EXERCISE INSTRUCTIONS » Should a line in the entries below contain "PAIRS", return that line.

<<<<

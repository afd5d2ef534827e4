//! Acceleration sources for the three-body right-hand side.
//!
//! The stepper only sees the [`ForceField`] trait. [`GravityField`] is the
//! pairwise Newtonian field used by the simulation.

use crate::state::{Axes, AXES_LEN, BODIES, PAIRS};

/// Position-dependent acceleration law: dv/dt = a(x)
///
/// The right-hand side is autonomous (no explicit time dependence),
/// so only positions and masses are passed.
pub trait ForceField {
    /// Evaluate the acceleration of every body
    ///
    /// # Arguments
    /// * `positions` - Per-axis positions `[x0, x1, x2, y0, y1, y2]`
    /// * `masses` - Body masses
    ///
    /// # Returns
    /// Per-axis accelerations in the same layout as `positions`
    fn accelerations(&self, positions: &Axes, masses: &[f64; BODIES]) -> Axes;
}

/// Unsoftened Newtonian gravity between point masses
///
/// a_i = G * Σ_{j≠i} m_j (r_j - r_i) / |r_j - r_i|³
///
/// Coincident bodies divide by zero; the resulting infinities or NaNs are
/// returned as-is.
#[derive(Debug, Clone, Copy, PartialEq)]
pub struct GravityField {
    /// Gravitational constant
    pub g: f64,
}

impl GravityField {
    /// Create a field with gravitational constant `g`.
    pub fn new(g: f64) -> Self {
        Self { g }
    }

    /// Gravitational potential energy -G Σ_{i<j} m_i m_j / |r_i - r_j|
    pub fn potential_energy(&self, positions: &Axes, masses: &[f64; BODIES]) -> f64 {
        PAIRS
            .iter()
            .map(|&(i, j)| -self.g * masses[i] * masses[j] / separation(positions, i, j))
            .sum()
    }
}

impl ForceField for GravityField {
    fn accelerations(&self, positions: &Axes, masses: &[f64; BODIES]) -> Axes {
        // |r_ij|³ for every ordered pair
        let mut r3 = [[0.0; BODIES]; BODIES];
        for &(i, j) in PAIRS.iter() {
            let r = separation(positions, i, j).powi(3);
            r3[i][j] = r;
            r3[j][i] = r;
        }

        let mut acc = [0.0; AXES_LEN];
        for i in 0..BODIES {
            // Ascending j keeps the summation order fixed
            for j in (0..BODIES).filter(|&j| j != i) {
                let pull = self.g * masses[j];
                for axis in [0, BODIES] {
                    acc[axis + i] += pull * (positions[axis + j] - positions[axis + i]) / r3[i][j];
                }
            }
        }
        acc
    }
}

/// Euclidean distance between bodies `i` and `j`.
#[inline]
fn separation(positions: &Axes, i: usize, j: usize) -> f64 {
    let dx = positions[i] - positions[j];
    let dy = positions[BODIES + i] - positions[BODIES + j];
    (dx * dx + dy * dy).sqrt()
}

#[cfg(test)]
mod tests {
    use super::*;
    use crate::state::{axes_from, vector_at, NVec2};

    fn positions(a: NVec2, b: NVec2, c: NVec2) -> Axes {
        axes_from([a, b, c])
    }

    #[test]
    fn gravity_newton_third_law() {
        let field = GravityField::new(0.1);
        let masses = [2.0, 3.0, 5.0];
        let pos = positions(NVec2::new(-1.0, 0.0), NVec2::new(2.0, 0.5), NVec2::new(0.3, 4.0));

        let acc = field.accelerations(&pos, &masses);

        let net = (0..BODIES).fold(NVec2::zeros(), |f, i| f + vector_at(&acc, i) * masses[i]);
        assert!(net.norm() < 1e-15, "Net force not zero: {:?}", net);
    }

    #[test]
    fn gravity_points_toward_other_bodies() {
        let field = GravityField::new(1.0);
        let masses = [1.0, 1.0, 0.0];
        let pos = positions(NVec2::new(0.0, 0.0), NVec2::new(2.0, 0.0), NVec2::new(0.0, 100.0));

        let acc = field.accelerations(&pos, &masses);

        let a0 = vector_at(&acc, 0);
        let a1 = vector_at(&acc, 1);
        assert!(a0.x > 0.0, "Body 0 not pulled toward body 1: {:?}", a0);
        assert!(a1.x < 0.0, "Body 1 not pulled toward body 0: {:?}", a1);
        assert_eq!(a0.y, 0.0);
        // 1 / 2² at unit mass and G
        assert!((a0.x - 0.25).abs() < 1e-15);
    }

    #[test]
    fn gravity_inverse_square_law() {
        let field = GravityField::new(1.0);
        let masses = [1.0, 1.0, 0.0];
        let far = NVec2::new(0.0, 1e6);
        let near = field.accelerations(&positions(NVec2::zeros(), NVec2::new(1.0, 0.0), far), &masses);
        let wide = field.accelerations(&positions(NVec2::zeros(), NVec2::new(2.0, 0.0), far), &masses);

        let ratio = vector_at(&near, 0).norm() / vector_at(&wide, 0).norm();
        assert!((ratio - 4.0).abs() < 1e-9, "Expected ~4x, got {}", ratio);
    }

    #[test]
    fn zero_gravity_gives_zero_acceleration() {
        let field = GravityField::new(0.0);
        let pos = positions(NVec2::new(1.0, 1.0), NVec2::new(2.0, 3.0), NVec2::new(-4.0, 0.5));
        let acc = field.accelerations(&pos, &[1.0, 2.0, 3.0]);
        assert!(acc.iter().all(|&a| a == 0.0));
    }

    #[test]
    fn coincident_bodies_propagate_non_finite() {
        let field = GravityField::new(1.0);
        let p = NVec2::new(3.0, 3.0);
        let acc = field.accelerations(&positions(p, p, NVec2::new(10.0, 0.0)), &[1.0, 1.0, 1.0]);
        assert!(acc.iter().any(|a| !a.is_finite()));
    }

    #[test]
    fn potential_energy_of_single_pair() {
        let field = GravityField::new(2.0);
        let pos = positions(NVec2::zeros(), NVec2::new(3.0, 4.0), NVec2::new(100.0, 0.0));
        let u = field.potential_energy(&pos, &[1.5, 2.0, 0.0]);
        assert!((u - (-2.0 * 1.5 * 2.0 / 5.0)).abs() < 1e-15);
    }
}
//! Simulation clock and step-size control
//!
//! Owns the global simulation time `t` and the step size `dt` to attempt on
//! the next tick. Each tick runs a retry loop:
//!
//! ```text
//! Attempting(h) ── error <= tol ──────────────▶ Accepted   next dt = min(1.2 h, h_max)
//!      │
//!      └── error > tol ── h > h_min ─▶ Attempting(max(0.8 h, h_min))
//!                     └── h = h_min ─▶ Forced     next dt = h_min
//! ```
//!
//! The stepper's error-based proposal is not used for the next step; the
//! fixed ±20% policy is. The proposal is still reported in [`AcceptedStep`].

use tracing::debug;

use crate::coefficients::STAGES;
use crate::config::IntegratorConfig;
use crate::gravity::ForceField;
use crate::solver::{Rkf45, StepResult};
use crate::state::{SystemState, BODIES};

/// Step shrink factor after a rejected attempt
pub const SHRINK_FACTOR: f64 = 0.8;

/// Step growth factor after an accepted step
pub const GROWTH_FACTOR: f64 = 1.2;

/// Integration statistics for diagnostics
#[derive(Debug, Clone, Default, PartialEq, Eq)]
pub struct Stats {
    /// Total number of force-field evaluations
    pub fn_evals: u64,
    /// Steps accepted within tolerance
    pub accepted_steps: u64,
    /// Attempts rejected and retried with a smaller step
    pub rejected_steps: u64,
    /// Steps accepted at the step-size floor regardless of error
    pub forced_steps: u64,
}

/// Why a step was committed
#[derive(Debug, Clone, Copy, PartialEq, Eq)]
pub enum Acceptance {
    /// Error estimate within tolerance
    WithinTolerance,
    /// Step-size floor reached; accepted regardless of error
    Forced,
}

/// A committed step
#[derive(Debug, Clone, Copy, PartialEq)]
pub struct AcceptedStep {
    /// Stepper output that was committed; `result.h` is the step taken
    pub result: StepResult,
    /// Acceptance reason
    pub acceptance: Acceptance,
    /// Number of rejected attempts before this one
    pub rejections: u32,
    /// Step size that will be attempted next tick
    pub next_h: f64,
}

/// Owner of simulation time and step size
#[derive(Debug, Clone)]
pub struct SimulationClock {
    t: f64,
    dt: f64,
    tolerance: f64,
    /// Minimum step size
    pub h_min: f64,
    /// Maximum step size
    pub h_max: f64,
    /// Integration statistics
    pub stats: Stats,
}

impl SimulationClock {
    /// Start at `t = 0` with `initial_step` clamped into the configured bounds
    pub fn new(config: &IntegratorConfig, initial_step: f64) -> Self {
        Self {
            t: 0.0,
            dt: initial_step.clamp(config.min_step_size, config.max_step_size),
            tolerance: config.error_tolerance,
            h_min: config.min_step_size,
            h_max: config.max_step_size,
            stats: Stats::default(),
        }
    }

    /// Elapsed simulation time
    pub fn time(&self) -> f64 {
        self.t
    }

    /// Step size the next tick will attempt first
    pub fn step_size(&self) -> f64 {
        self.dt
    }

    /// Run the retry loop until a step is accepted
    ///
    /// Rejected attempts leave time untouched; only the accepted attempt's `h`
    /// is added to `t`. The caller commits `result.state` to its bodies.
    pub fn advance<F: ForceField>(
        &mut self,
        stepper: &Rkf45<F>,
        state: &SystemState,
        masses: &[f64; BODIES],
    ) -> AcceptedStep {
        let mut h = self.dt;
        let mut rejections = 0u32;

        loop {
            let result = stepper.step(state, masses, h);
            self.stats.fn_evals += STAGES as u64;

            if result.error <= self.tolerance {
                self.stats.accepted_steps += 1;
                let next_h = (GROWTH_FACTOR * h).min(self.h_max);
                return self.commit(result, Acceptance::WithinTolerance, rejections, next_h);
            }

            if h <= self.h_min {
                self.stats.forced_steps += 1;
                debug!(
                    t = self.t,
                    h,
                    error = result.error,
                    "step-size floor reached, forcing acceptance"
                );
                return self.commit(result, Acceptance::Forced, rejections, self.h_min);
            }

            self.stats.rejected_steps += 1;
            rejections += 1;
            debug!(h, error = result.error, "step rejected");
            h = (SHRINK_FACTOR * h).max(self.h_min);
        }
    }

    fn commit(
        &mut self,
        result: StepResult,
        acceptance: Acceptance,
        rejections: u32,
        next_h: f64,
    ) -> AcceptedStep {
        self.t += result.h;
        self.dt = next_h;
        AcceptedStep {
            result,
            acceptance,
            rejections,
            next_h,
        }
    }

    /// Reset statistics
    pub fn reset_stats(&mut self) {
        self.stats = Stats::default();
    }
}
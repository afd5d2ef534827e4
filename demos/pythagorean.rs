//! Pythagorean-style three-body run: conservation check.
//!
//! Releases three bodies from rest on a 3-4-5 triangle and integrates until
//! the first close encounters have played out, reporting how well energy and
//! momentum were kept and how hard the step-size controller had to work.
//!
//! Run with:
//!   cargo run --example pythagorean

use threebody::{Acceptance, ScenarioConfig, Simulation};

fn main() {
    let scenario = ScenarioConfig::default();
    let mut sim = Simulation::from_scenario(&scenario).expect("default scenario is valid");

    let e0 = sim.total_energy();
    let p0 = sim.total_momentum();

    let mut smallest = f64::INFINITY;
    let mut largest_error: f64 = 0.0;
    let mut forced = 0u64;
    for _ in 0..5000 {
        let frame = sim.tick();
        smallest = smallest.min(frame.step_size);
        largest_error = largest_error.max(frame.error);
        if frame.acceptance == Acceptance::Forced {
            forced += 1;
        }
    }

    let e1 = sim.total_energy();
    let p1 = sim.total_momentum();

    println!("Three bodies, masses 3:4:5, released from rest");
    println!("  Tolerance:       {:.1e}", scenario.integrator.error_tolerance);
    println!();
    println!("  Final time:      {:.3} s", sim.time());
    println!("  Smallest step:   {:.3e} s", smallest);
    println!("  Largest error:   {:.3e}", largest_error);
    println!("  Forced steps:    {forced}");
    println!();
    println!("  Energy drift (relative): {:.3e}", ((e1 - e0) / e0).abs());
    println!("  Momentum drift:          {:.3e}", (p1 - p0).norm());
    println!();
    for (i, b) in sim.bodies().iter().enumerate() {
        println!(
            "  body {i}: x = ({:.2}, {:.2})  v = ({:.4}, {:.4})",
            b.x.x, b.x.y, b.v.x, b.v.y
        );
    }
    println!();
    let stats = sim.stats();
    println!("  Accepted steps: {}", stats.accepted_steps);
    println!("  Rejected steps: {}", stats.rejected_steps);
    println!("  Function evals: {}", stats.fn_evals);
}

>>>>

SOLUTION TO THIS EXERCISE »
use crate::state::{Axes, AXES_LEN, BODIES, PAIRS};
        PAIRS
        for &(i, j) in PAIRS.iter() {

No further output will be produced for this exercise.